An imaging technique that provides superior axial resolution (i.e., optical sectioning) is coherence gating, also referred to as optical coherence tomography (OCT). OCT is an interference technique in which low temporal coherence light is split into two light beams, which are reflected from a sample object to be imaged and a reference mirror, respectively. The reflected light is then superimposed to generate an interference pattern that is recorded by a detector. The sample image is derived from the interference pattern. Some basic principles of OCT are described in Huang, D. et al., Science, 254, 1178-1181, 1991; Fercher, A. F., J. Biomed. Opt., 1, 157-173, 1996; and Bouma, B. E. et al., Handbook of Optical Coherence Tomography, 2002. The usefulness of OCT for retinal imaging, however, is limited by significant defocus problems and by blurring that results from the optical aberrations associated with the eye. U.S. Pat. Nos. 5,975,697, 6,095,648, 6,137,585, 6,288,784, 6,293,674, 6,307,634, and 6,325,512, as well as published U.S. Patent Application 2001/0043332 A1, U.S. Patent Application 2001/0000978 A1, and EP 659 383 A2, disclose the use of OCT for imaging the retina.

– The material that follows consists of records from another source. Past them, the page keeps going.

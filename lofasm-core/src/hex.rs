//! Hex-представление полезной нагрузки `.abx`.
//!
//! Каждый байт превращается в две заглавные hex-цифры. После каждых
//! [`LINE_WIDTH`] выходных символов вставляется перевод строки. Переносы
//! косметические: декодер их игнорирует.

use std::io::{self, Write};

use crate::error::{FormatError, FormatResult};

/// Ширина строки hex-вывода (символов).
pub const LINE_WIDTH: usize = 80;

/// Таблица байт → две hex-цифры. Строится при компиляции.
pub static HEX_TABLE: [[u8; 2]; 256] = build_hex_table();

const fn build_hex_table() -> [[u8; 2]; 256] {
    const DIGITS: &[u8; 16] = b"0123456789ABCDEF";

    let mut table = [[0u8; 2]; 256];
    let mut i = 0;
    while i < 256 {
        table[i] = [DIGITS[i >> 4], DIGITS[i & 0x0F]];
        i += 1;
    }
    table
}

/// Пишет байты hex-парами с переносом строки каждые [`LINE_WIDTH`] символов.
pub struct HexWriter<W: Write> {
    inner: W,
    column: usize,
    line: Vec<u8>,
}

impl<W: Write> HexWriter<W> {
    pub fn new(inner: W) -> Self {
        Self {
            inner,
            column: 0,
            line: Vec::with_capacity(4 * LINE_WIDTH),
        }
    }

    /// Кодирует `bytes`. Возвращает число записанных выходных байт.
    pub fn write_bytes(
        &mut self,
        bytes: &[u8],
    ) -> io::Result<usize> {
        let mut written = 0;

        for chunk in bytes.chunks(LINE_WIDTH) {
            self.line.clear();

            for &b in chunk {
                self.line.extend_from_slice(&HEX_TABLE[b as usize]);
                self.column += 2;

                if self.column >= LINE_WIDTH {
                    self.line.push(b'\n');
                    self.column = 0;
                }
            }

            self.inner.write_all(&self.line)?;
            written += self.line.len();
        }

        Ok(written)
    }

    /// Завершает текущую строку, если она не пуста.
    pub fn end_line(&mut self) -> io::Result<usize> {
        if self.column == 0 {
            return Ok(0);
        }

        self.inner.write_all(b"\n")?;
        self.column = 0;

        Ok(1)
    }

    pub fn flush(&mut self) -> io::Result<()> {
        self.inner.flush()
    }

    pub fn get_ref(&self) -> &W {
        &self.inner
    }

    pub fn into_inner(self) -> W {
        self.inner
    }
}

/// Hex-строка без переносов (для коротких полей заголовка).
pub fn encode_hex(bytes: &[u8]) -> String {
    let mut out = String::with_capacity(bytes.len() * 2);
    for &b in bytes {
        let [hi, lo] = HEX_TABLE[b as usize];
        out.push(hi as char);
        out.push(lo as char);
    }
    out
}

/// Декодирует hex-текст, пропуская пробельные символы.
pub fn decode_hex(text: &[u8]) -> FormatResult<Vec<u8>> {
    let mut out = Vec::with_capacity(text.len() / 2);
    let mut high: Option<u8> = None;

    for (pos, &c) in text.iter().enumerate() {
        if c.is_ascii_whitespace() {
            continue;
        }

        let nibble = match c {
            b'0'..=b'9' => c - b'0',
            b'A'..=b'F' => c - b'A' + 10,
            b'a'..=b'f' => c - b'a' + 10,
            _ => {
                return Err(FormatError::InvalidHex(format!(
                    "unexpected byte 0x{c:02X} at offset {pos}"
                )))
            }
        };

        match high.take() {
            Some(h) => out.push((h << 4) | nibble),
            None => high = Some(nibble),
        }
    }

    if high.is_some() {
        return Err(FormatError::InvalidHex("odd number of hex digits".into()));
    }

    Ok(out)
}

#[cfg(test)]
mod tests {
    use super::*;

    #[test]
    fn test_table_entries() {
        assert_eq!(&HEX_TABLE[0x00], b"00");
        assert_eq!(&HEX_TABLE[0x0A], b"0A");
        assert_eq!(&HEX_TABLE[0x3F], b"3F");
        assert_eq!(&HEX_TABLE[0xFF], b"FF");
    }

    #[test]
    fn test_encode_hex_float_pattern() {
        assert_eq!(encode_hex(&1.0f32.to_le_bytes()), "0000803F");
    }

    #[test]
    fn test_wraps_every_80_chars() {
        let mut w = HexWriter::new(Vec::new());
        let n = w.write_bytes(&[0xAB; 100]).unwrap();
        w.end_line().unwrap();

        let text = String::from_utf8(w.into_inner()).unwrap();
        let lines: Vec<&str> = text.lines().collect();

        assert_eq!(lines.len(), 3);
        assert_eq!(lines[0].len(), 80);
        assert_eq!(lines[1].len(), 80);
        assert_eq!(lines[2].len(), 40);
        // 200 hex-символов + 2 переноса внутри write_bytes
        assert_eq!(n, 202);
    }

    #[test]
    fn test_wrap_continues_across_calls() {
        let mut w = HexWriter::new(Vec::new());
        w.write_bytes(&[0x01; 30]).unwrap();
        w.write_bytes(&[0x02; 30]).unwrap();
        w.end_line().unwrap();

        let text = String::from_utf8(w.into_inner()).unwrap();
        let lines: Vec<&str> = text.lines().collect();
        assert_eq!(lines[0].len(), 80);
        assert_eq!(lines[1].len(), 40);
    }

    #[test]
    fn test_end_line_no_blank_lines() {
        let mut w = HexWriter::new(Vec::new());
        w.write_bytes(&[0x11; 40]).unwrap(); // ровно 80 символов
        assert_eq!(w.end_line().unwrap(), 0);

        let text = w.into_inner();
        assert_eq!(text.len(), 81);
        assert_eq!(text.last(), Some(&b'\n'));
    }

    #[test]
    fn test_decode_ignores_whitespace() {
        let bytes = decode_hex(b"0000\n803F\r\n ab").unwrap();
        assert_eq!(bytes, vec![0x00, 0x00, 0x80, 0x3F, 0xAB]);
    }

    #[test]
    fn test_decode_rejects_garbage() {
        assert!(decode_hex(b"0G").is_err());
        assert!(decode_hex(b"ABC").is_err());
    }

    #[test]
    fn test_random_bytes_round_trip() {
        use rand::{Rng, SeedableRng};

        let mut rng = rand::rngs::StdRng::seed_from_u64(7);
        let data: Vec<u8> = (0..1_000).map(|_| rng.gen()).collect();

        let mut w = HexWriter::new(Vec::new());
        w.write_bytes(&data).unwrap();
        w.end_line().unwrap();

        assert_eq!(decode_hex(&w.into_inner()).unwrap(), data);
    }
}
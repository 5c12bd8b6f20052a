//! Ядро конвертера LoFASM
//!
//! Чтение LoCo-записей и запись filterbank-файлов `.bbx` / `.abx`:
//! контракт crawler-а, стоки каналов, построение заголовка и сборка
//! gzip-архивов.
//!
//! # Быстрый старт
//!
//! ```no_run
//! use lofasm_core::{CaptureCrawler, LocoReader, MetadataExtractor};
//!
//! let mut capture = LocoReader::open("20141209_010203.lofasm")?;
//! let meta = MetadataExtractor::read(&mut capture)?;
//! println!("{} bins from {}", meta.bins, meta.station);
//! # Ok::<(), Box<dyn std::error::Error>>(())
//! ```

pub mod archive;
pub mod capture;
pub mod error;
pub mod format;
pub mod hex;
pub mod loco;
pub mod simulated;
pub mod sink;

pub use archive::*;
pub use capture::*;
pub use error::*;
pub use format::*;
pub use hex::*;
pub use loco::*;
pub use simulated::*;
pub use sink::*;

/// Версия библиотеки.
pub const VERSION: &str = env!("CARGO_PKG_VERSION");

#[cfg(test)]
mod tests {
    use super::*;

    #[test]
    fn test_library_exports() {
        assert_eq!(LOCO_HEADER_SIZE, 96);
        assert_eq!(LINE_WIDTH, 80);
        assert_eq!(HDR_TYPE, "LoFASM-filterbank");
    }
}
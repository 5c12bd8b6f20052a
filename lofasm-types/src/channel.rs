use crate::{TypesError, TypesResult};

/// Канонический набор поляризационных пар LoFASM (4 авто + 6 кросс).
pub const CANONICAL_CHANNELS: [PolarizationChannel; 10] = [
    PolarizationChannel::new_unchecked(*b"AA"),
    PolarizationChannel::new_unchecked(*b"BB"),
    PolarizationChannel::new_unchecked(*b"CC"),
    PolarizationChannel::new_unchecked(*b"DD"),
    PolarizationChannel::new_unchecked(*b"AB"),
    PolarizationChannel::new_unchecked(*b"AC"),
    PolarizationChannel::new_unchecked(*b"AD"),
    PolarizationChannel::new_unchecked(*b"BC"),
    PolarizationChannel::new_unchecked(*b"BD"),
    PolarizationChannel::new_unchecked(*b"CD"),
];

/// Поляризационный канал: двухбуквенный код.
///
/// Одинаковые буквы (`AA`) — автокорреляция, вещественный спектр мощности.
/// Разные буквы (`AB`) — кросс-корреляция, комплексный кросс-спектр.
#[derive(Debug, Clone, Copy, PartialEq, Eq, PartialOrd, Ord, Hash)]
pub struct PolarizationChannel([u8; 2]);

////////////////////////////////////////////////////////////////////////////////
// Собственные методы
////////////////////////////////////////////////////////////////////////////////

impl PolarizationChannel {
    /// Создаёт канал из двух ASCII-букв (регистр нормализуется к верхнему).
    pub fn new(code: [u8; 2]) -> TypesResult<Self> {
        if !code.iter().all(u8::is_ascii_alphabetic) {
            return Err(TypesError::InvalidChannel(
                String::from_utf8_lossy(&code).into_owned(),
            ));
        }

        Ok(Self(code.map(|b| b.to_ascii_uppercase())))
    }

    const fn new_unchecked(code: [u8; 2]) -> Self {
        Self(code)
    }

    /// Автокорреляция: значения вещественные.
    pub fn is_real(&self) -> bool {
        self.0[0] == self.0[1]
    }

    /// Число double-значений на один частотный бин (1 — real, 2 — complex).
    pub fn arity(&self) -> usize {
        if self.is_real() {
            1
        } else {
            2
        }
    }

    pub fn code(&self) -> [u8; 2] {
        self.0
    }

    pub fn as_str(&self) -> &str {
        // Конструкторы пропускают только ASCII-буквы
        std::str::from_utf8(&self.0).unwrap_or("??")
    }
}

////////////////////////////////////////////////////////////////////////////////
// Общие реализации трейтов
////////////////////////////////////////////////////////////////////////////////

impl std::fmt::Display for PolarizationChannel {
    fn fmt(
        &self,
        f: &mut std::fmt::Formatter<'_>,
    ) -> std::fmt::Result {
        f.write_str(self.as_str())
    }
}

impl std::str::FromStr for PolarizationChannel {
    type Err = TypesError;

    fn from_str(s: &str) -> Result<Self, Self::Err> {
        let s = s.trim();

        match s.as_bytes() {
            [a, b] => Self::new([*a, *b]),
            _ => Err(TypesError::InvalidChannel(s.to_string())),
        }
    }
}

#[cfg(test)]
mod tests {
    use super::*;

    #[test]
    fn test_real_and_cross_channels() {
        let aa: PolarizationChannel = "AA".parse().unwrap();
        let ab: PolarizationChannel = "AB".parse().unwrap();

        assert!(aa.is_real());
        assert_eq!(aa.arity(), 1);
        assert!(!ab.is_real());
        assert_eq!(ab.arity(), 2);
    }

    #[test]
    fn test_parse_normalizes_case() {
        let ch: PolarizationChannel = " bd ".parse().unwrap();
        assert_eq!(ch.as_str(), "BD");
        assert_eq!(ch.to_string(), "BD");
    }

    #[test]
    fn test_parse_rejects_malformed() {
        assert!("A".parse::<PolarizationChannel>().is_err());
        assert!("ABC".parse::<PolarizationChannel>().is_err());
        assert!("A1".parse::<PolarizationChannel>().is_err());
        assert!("".parse::<PolarizationChannel>().is_err());
    }

    #[test]
    fn test_canonical_set() {
        let real = CANONICAL_CHANNELS.iter().filter(|c| c.is_real()).count();
        assert_eq!(real, 4);
        assert_eq!(CANONICAL_CHANNELS.len() - real, 6);
        assert_eq!(CANONICAL_CHANNELS[4].as_str(), "AB");
    }
}
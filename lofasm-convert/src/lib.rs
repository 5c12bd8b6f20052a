//! Конвертер LoCo → `.bbx` / `.abx`
//!
//! Каждый burst входной записи превращается в набор gzip-архивов, по
//! одному на поляризационный канал.
//!
//! Файловый вход читается через [`lofasm_core::LocoReader`], то есть в
//! кадрировании LoCo-контейнера этого крейта (`BRST` / `INTG`).

pub mod config;
pub mod error;
pub mod pipeline;
pub mod stats;

pub use config::*;
pub use error::*;
pub use pipeline::*;
pub use stats::*;
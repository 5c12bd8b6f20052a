//! Filterbank-формат LoFASM (`.bbx` / `.abx`) версии 1.0
//!
//! Файл = текстовый заголовок + полезная нагрузка. Строки заголовка
//! начинаются с `%`, за ними следует строка размерностей без префикса:
//!
//! ```text
//! %ABX                          (или %\x02BX для двоичного варианта)
//! %hdr_type: LoFASM-filterbank
//! %hdr_version: 0000803F
//! ...
//! %data_type: real64
//! <integrations> <bins> <1|2> 64 <raw16|raw256>
//! ```
//!
//! Полезная нагрузка — double-значения по интеграциям: для вещественного
//! канала `bins` значений, для комплексного `2 × bins` пар (re, im).

use std::{
    io::BufRead,
    path::{Path, PathBuf},
};

use byteorder::{ByteOrder, LittleEndian};
use lofasm_types::{BurstContext, CaptureMetadata, PayloadEncoding, PolarizationChannel};

use crate::{
    error::{FormatError, FormatResult},
    hex::{decode_hex, encode_hex},
};

/// Текущая версия формата (хранится как битовый образ f32).
pub const FILTERBANK_VERSION: f32 = 1.0;

pub const HDR_TYPE: &str = "LoFASM-filterbank";

/// Разрядность значений полезной нагрузки.
pub const SAMPLE_BITS: usize = 64;

pub const SAMPLE_SIZE: usize = SAMPLE_BITS / 8;

/// Заголовок filterbank-файла одного канала одного burst-а.
#[derive(Debug, Clone, PartialEq)]
pub struct FilterbankHeader {
    pub encoding: PayloadEncoding,
    pub station: String,
    pub channel: PolarizationChannel,
    pub start_time: String,
    /// Начало оси времени, секунды от J2000
    pub dim1_start: f64,
    /// Охват оси времени, секунды
    pub dim1_span: f64,
    /// Начальная частота, Гц
    pub dim2_start: f64,
    /// Охват оси частот, Гц
    pub dim2_span: f64,
    /// Число записанных интеграций
    pub integrations: usize,
    /// Число частотных бинов
    pub bins: usize,
}

/// Пути к файлам одного канала в пределах burst-а.
#[derive(Debug, Clone, PartialEq, Eq)]
pub struct ChannelPaths {
    /// Временный файл полезной нагрузки (`.dat`)
    pub payload: PathBuf,
    /// Временный файл заголовка (`.hdr`)
    pub header: PathBuf,
    /// Итоговый архив (`.bbx.gz` / `.abx.gz`)
    pub archive: PathBuf,
}

/// Прочитанный filterbank-файл (заголовок + значения).
#[derive(Debug, Clone)]
pub struct Filterbank {
    pub header: FilterbankHeader,
    pub data: Vec<f64>,
}

////////////////////////////////////////////////////////////////////////////////
// Собственные методы
////////////////////////////////////////////////////////////////////////////////

impl FilterbankHeader {
    /// Заголовок канала по метаданным записи и контексту burst-а.
    ///
    /// `integrations` — число интеграций, фактически записанных стоком канала.
    pub fn for_channel(
        meta: &CaptureMetadata,
        burst: &BurstContext,
        channel: PolarizationChannel,
        integrations: usize,
        encoding: PayloadEncoding,
    ) -> Self {
        Self {
            encoding,
            station: meta.station.clone(),
            channel,
            start_time: burst.timestamp.clone(),
            dim1_start: burst.time_offset_j2000,
            dim1_span: burst.int_time * integrations as f64,
            dim2_start: meta.fstart,
            dim2_span: meta.bandwidth_hz(),
            integrations,
            bins: meta.bins,
        }
    }

    /// Число double-значений на бин.
    pub fn arity(&self) -> usize {
        self.channel.arity()
    }

    /// Размер двоичной полезной нагрузки в байтах.
    pub fn payload_len(&self) -> usize {
        self.integrations * self.bins * self.arity() * SAMPLE_SIZE
    }

    pub fn data_label(&self) -> &'static str {
        if self.channel.is_real() {
            "power spectrum (arbitrary)"
        } else {
            "cross spectrum (arbitrary)"
        }
    }

    /// Сериализация заголовка в байты (ASCII, строки через `\n`).
    pub fn render(&self) -> Vec<u8> {
        let mut out = Vec::with_capacity(512);

        out.push(b'%');
        out.extend_from_slice(&self.encoding.magic());
        out.push(b'\n');

        let version = encode_hex(&FILTERBANK_VERSION.to_le_bytes());

        let lines = [
            format!("%hdr_type: {HDR_TYPE}"),
            format!("%hdr_version: {version}"),
            format!("%station: {}", self.station),
            format!("%channel: {}", self.channel),
            format!("%start_time: {}", self.start_time),
            "%time_offset_J2000: 0 (s)".to_string(),
            "%frequency_offset_DC: 0 (Hz)".to_string(),
            "%dim1_label: time (s)".to_string(),
            format!("%dim1_start: {}", format_real(self.dim1_start)),
            format!("%dim1_span: {}", format_real(self.dim1_span)),
            "%dim2_label: frequency (Hz)".to_string(),
            format!("%dim2_start: {}", format_real(self.dim2_start)),
            format!("%dim2_span: {}", format_real(self.dim2_span)),
            format!("%data_label: {}", self.data_label()),
            "%data_offset: 0".to_string(),
            "%data_scale: 1".to_string(),
            "%data_type: real64".to_string(),
            format!(
                "{} {} {} {} {}",
                self.integrations,
                self.bins,
                self.arity(),
                SAMPLE_BITS,
                self.encoding.summary_tag()
            ),
        ];

        for line in lines {
            out.extend_from_slice(line.as_bytes());
            out.push(b'\n');
        }

        out
    }

    /// Разбор заголовка. Читатель остаётся в начале полезной нагрузки.
    pub fn parse<R: BufRead>(reader: &mut R) -> FormatResult<Self> {
        let mut line = Vec::new();

        read_line(reader, &mut line)?;
        let encoding = match line.as_slice() {
            [b'%', magic @ ..] if magic.len() == 3 && &magic[1..] == b"BX" => {
                PayloadEncoding::from_u8(magic[0])
                    .map_err(|_| FormatError::InvalidMagic(String::from_utf8_lossy(&line).into()))?
            }
            _ => {
                return Err(FormatError::InvalidMagic(
                    String::from_utf8_lossy(&line).into_owned(),
                ))
            }
        };

        let mut fields = Vec::new();
        let summary = loop {
            read_line(reader, &mut line)?;
            let text = String::from_utf8_lossy(&line).into_owned();

            match text.strip_prefix('%') {
                Some(field) => {
                    let (key, value) = field
                        .split_once(':')
                        .ok_or_else(|| FormatError::invalid_field("header", text.clone()))?;
                    fields.push((key.trim().to_string(), value.trim().to_string()));
                }
                None => break text,
            }
        };

        let field = |name: &str| -> FormatResult<&str> {
            fields
                .iter()
                .find(|(k, _)| k == name)
                .map(|(_, v)| v.as_str())
                .ok_or_else(|| FormatError::MissingField(name.to_string()))
        };
        let real = |name: &str| -> FormatResult<f64> {
            let v = field(name)?;
            v.parse().map_err(|_| FormatError::invalid_field(name, v))
        };

        if field("hdr_type")? != HDR_TYPE {
            return Err(FormatError::invalid_field("hdr_type", field("hdr_type")?));
        }

        let code = field("channel")?;
        let channel: PolarizationChannel = code
            .parse()
            .map_err(|_| FormatError::invalid_field("channel", code))?;

        let dims: Vec<&str> = summary.split_whitespace().collect();
        let [integrations, bins, arity, bits, tag] = dims.as_slice() else {
            return Err(FormatError::invalid_field("dimensions", summary.clone()));
        };
        let integrations: usize = integrations
            .parse()
            .map_err(|_| FormatError::invalid_field("dimensions", summary.clone()))?;
        let bins: usize = bins
            .parse()
            .map_err(|_| FormatError::invalid_field("dimensions", summary.clone()))?;

        if *arity != channel.arity().to_string()
            || *bits != SAMPLE_BITS.to_string()
            || *tag != encoding.summary_tag()
        {
            return Err(FormatError::invalid_field("dimensions", summary.clone()));
        }

        Ok(Self {
            encoding,
            station: field("station")?.to_string(),
            channel,
            start_time: field("start_time")?.to_string(),
            dim1_start: real("dim1_start")?,
            dim1_span: real("dim1_span")?,
            dim2_start: real("dim2_start")?,
            dim2_span: real("dim2_span")?,
            integrations,
            bins,
        })
    }
}

impl ChannelPaths {
    /// Пути по схеме `<timestamp>_<channel>.{dat,hdr,bbx.gz|abx.gz}` в `dir`.
    pub fn new(
        dir: &Path,
        timestamp: &str,
        channel: PolarizationChannel,
        encoding: PayloadEncoding,
    ) -> Self {
        let stem = format!("{timestamp}_{channel}");

        Self {
            payload: dir.join(format!("{stem}.dat")),
            header: dir.join(format!("{stem}.hdr")),
            archive: dir.join(format!("{stem}.{}.gz", encoding.extension())),
        }
    }

    /// Имя архива для сообщений.
    pub fn archive_name(&self) -> String {
        self.archive
            .file_name()
            .map(|n| n.to_string_lossy().into_owned())
            .unwrap_or_else(|| self.archive.display().to_string())
    }
}

impl Filterbank {
    /// Читает несжатый filterbank-поток (заголовок + полезная нагрузка).
    pub fn read<R: BufRead>(mut reader: R) -> FormatResult<Self> {
        let header = FilterbankHeader::parse(&mut reader)?;

        let mut raw = Vec::new();
        reader.read_to_end(&mut raw)?;

        let bytes = match header.encoding {
            PayloadEncoding::Binary => raw,
            PayloadEncoding::Ascii => decode_hex(&raw)?,
        };

        let expected = header.payload_len();
        if bytes.len() != expected {
            return Err(FormatError::PayloadMismatch {
                expected,
                found: bytes.len(),
            });
        }

        let mut data = vec![0f64; expected / SAMPLE_SIZE];
        LittleEndian::read_f64_into(&bytes, &mut data);

        Ok(Self { header, data })
    }

    /// Значения одной интеграции.
    pub fn integration(
        &self,
        index: usize,
    ) -> Option<&[f64]> {
        let width = self.header.bins * self.header.arity();
        self.data.get(index * width..(index + 1) * width)
    }
}

/// Форматирует число как кратчайшее точное представление; целые значения
/// получают `.0` (`3600.0`, `10000000.0`).
pub fn format_real(x: f64) -> String {
    if x.is_finite() && x.fract() == 0.0 && x.abs() < 1e16 {
        format!("{x:.1}")
    } else {
        format!("{x}")
    }
}

fn read_line<R: BufRead>(
    reader: &mut R,
    line: &mut Vec<u8>,
) -> FormatResult<()> {
    line.clear();

    if reader.read_until(b'\n', line)? == 0 {
        return Err(FormatError::Io(std::io::Error::new(
            std::io::ErrorKind::UnexpectedEof,
            "truncated filterbank header",
        )));
    }

    if line.last() == Some(&b'\n') {
        line.pop();
    }

    Ok(())
}

#[cfg(test)]
mod tests {
    use std::io::Cursor;

    use lofasm_types::BurstEpoch;

    use super::*;

    fn channel(code: &str) -> PolarizationChannel {
        code.parse().unwrap()
    }

    fn make_header(
        code: &str,
        encoding: PayloadEncoding,
    ) -> FilterbankHeader {
        FilterbankHeader {
            encoding,
            station: "LoFASM1".into(),
            channel: channel(code),
            start_time: "20141209_010203".into(),
            dim1_start: 470_790_123.5,
            dim1_span: 3.0,
            dim2_start: 0.0,
            dim2_span: 100_000_000.0,
            integrations: 3,
            bins: 512,
        }
    }

    #[test]
    fn test_render_exact_layout() {
        let text = String::from_utf8(make_header("AA", PayloadEncoding::Ascii).render()).unwrap();
        let expected = "\
%ABX
%hdr_type: LoFASM-filterbank
%hdr_version: 0000803F
%station: LoFASM1
%channel: AA
%start_time: 20141209_010203
%time_offset_J2000: 0 (s)
%frequency_offset_DC: 0 (Hz)
%dim1_label: time (s)
%dim1_start: 470790123.5
%dim1_span: 3.0
%dim2_label: frequency (Hz)
%dim2_start: 0.0
%dim2_span: 100000000.0
%data_label: power spectrum (arbitrary)
%data_offset: 0
%data_scale: 1
%data_type: real64
3 512 1 64 raw16
";
        assert_eq!(text, expected);
    }

    #[test]
    fn test_render_binary_cross_channel() {
        let bytes = make_header("AB", PayloadEncoding::Binary).render();

        assert_eq!(&bytes[0..5], b"%\x02BX\n", "binary magic");
        let text = String::from_utf8_lossy(&bytes);
        assert!(text.contains("%data_label: cross spectrum (arbitrary)\n"));
        assert!(text.ends_with("\n3 512 2 64 raw256\n"));
    }

    #[test]
    fn test_for_channel_uses_written_count() {
        let meta = CaptureMetadata {
            station: "LoFASM4".into(),
            raw_bins: 2048,
            bins: 1024,
            fstart: 0.0,
            fstep: 97_656.25,
            start: BurstEpoch::new(57_000, 0.0),
            int_time: 0.5,
        };
        let burst = BurstContext::new(meta.start, meta.int_time).unwrap();

        let h = FilterbankHeader::for_channel(&meta, &burst, channel("CD"), 7, PayloadEncoding::Binary);

        assert_eq!(h.integrations, 7);
        assert_eq!(h.dim1_span, 3.5);
        assert_eq!(h.dim2_span, 100_000_000.0);
        assert_eq!(h.payload_len(), 7 * 1024 * 2 * 8);
        assert_eq!(h.start_time, "20141209_000000");
    }

    #[test]
    fn test_parse_round_trip() {
        for enc in [PayloadEncoding::Binary, PayloadEncoding::Ascii] {
            let header = make_header("BD", enc);
            let parsed = FilterbankHeader::parse(&mut Cursor::new(header.render())).unwrap();
            assert_eq!(parsed, header);
        }
    }

    #[test]
    fn test_parse_rejects_bad_magic() {
        let mut raw = make_header("AA", PayloadEncoding::Ascii).render();
        raw[1] = b'Z';
        assert!(matches!(
            FilterbankHeader::parse(&mut Cursor::new(raw)),
            Err(FormatError::InvalidMagic(_))
        ));
    }

    #[test]
    fn test_read_detects_payload_mismatch() {
        let mut raw = make_header("AA", PayloadEncoding::Binary).render();
        raw.extend_from_slice(&[0u8; 16]);

        let result = Filterbank::read(Cursor::new(raw));
        assert!(matches!(result, Err(FormatError::PayloadMismatch { .. })));
    }

    #[test]
    fn test_channel_paths_naming() {
        let paths = ChannelPaths::new(
            Path::new("/out"),
            "20141209_010203",
            channel("AB"),
            PayloadEncoding::Binary,
        );

        assert_eq!(paths.payload, PathBuf::from("/out/20141209_010203_AB.dat"));
        assert_eq!(paths.header, PathBuf::from("/out/20141209_010203_AB.hdr"));
        assert_eq!(paths.archive, PathBuf::from("/out/20141209_010203_AB.bbx.gz"));
        assert_eq!(paths.archive_name(), "20141209_010203_AB.bbx.gz");

        let ascii = ChannelPaths::new(Path::new("."), "t", channel("AA"), PayloadEncoding::Ascii);
        assert!(ascii.archive.ends_with("t_AA.abx.gz"));
    }

    #[test]
    fn test_format_real() {
        assert_eq!(format_real(3600.0), "3600.0");
        assert_eq!(format_real(0.0), "0.0");
        assert_eq!(format_real(0.25), "0.25");
        assert_eq!(format_real(-86_400.0), "-86400.0");
        assert_eq!(format_real(97_656.25), "97656.25");
    }
}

Despite the availability of the foregoing approaches, there remains a need for an imaging method and apparatus that provides both high transverse resolution and axial resolution in the sample image. The invention provides such a method and apparatus. These and other advantages of the invention, as well as additional inventive features, will be apparent from the description of the invention provided herein.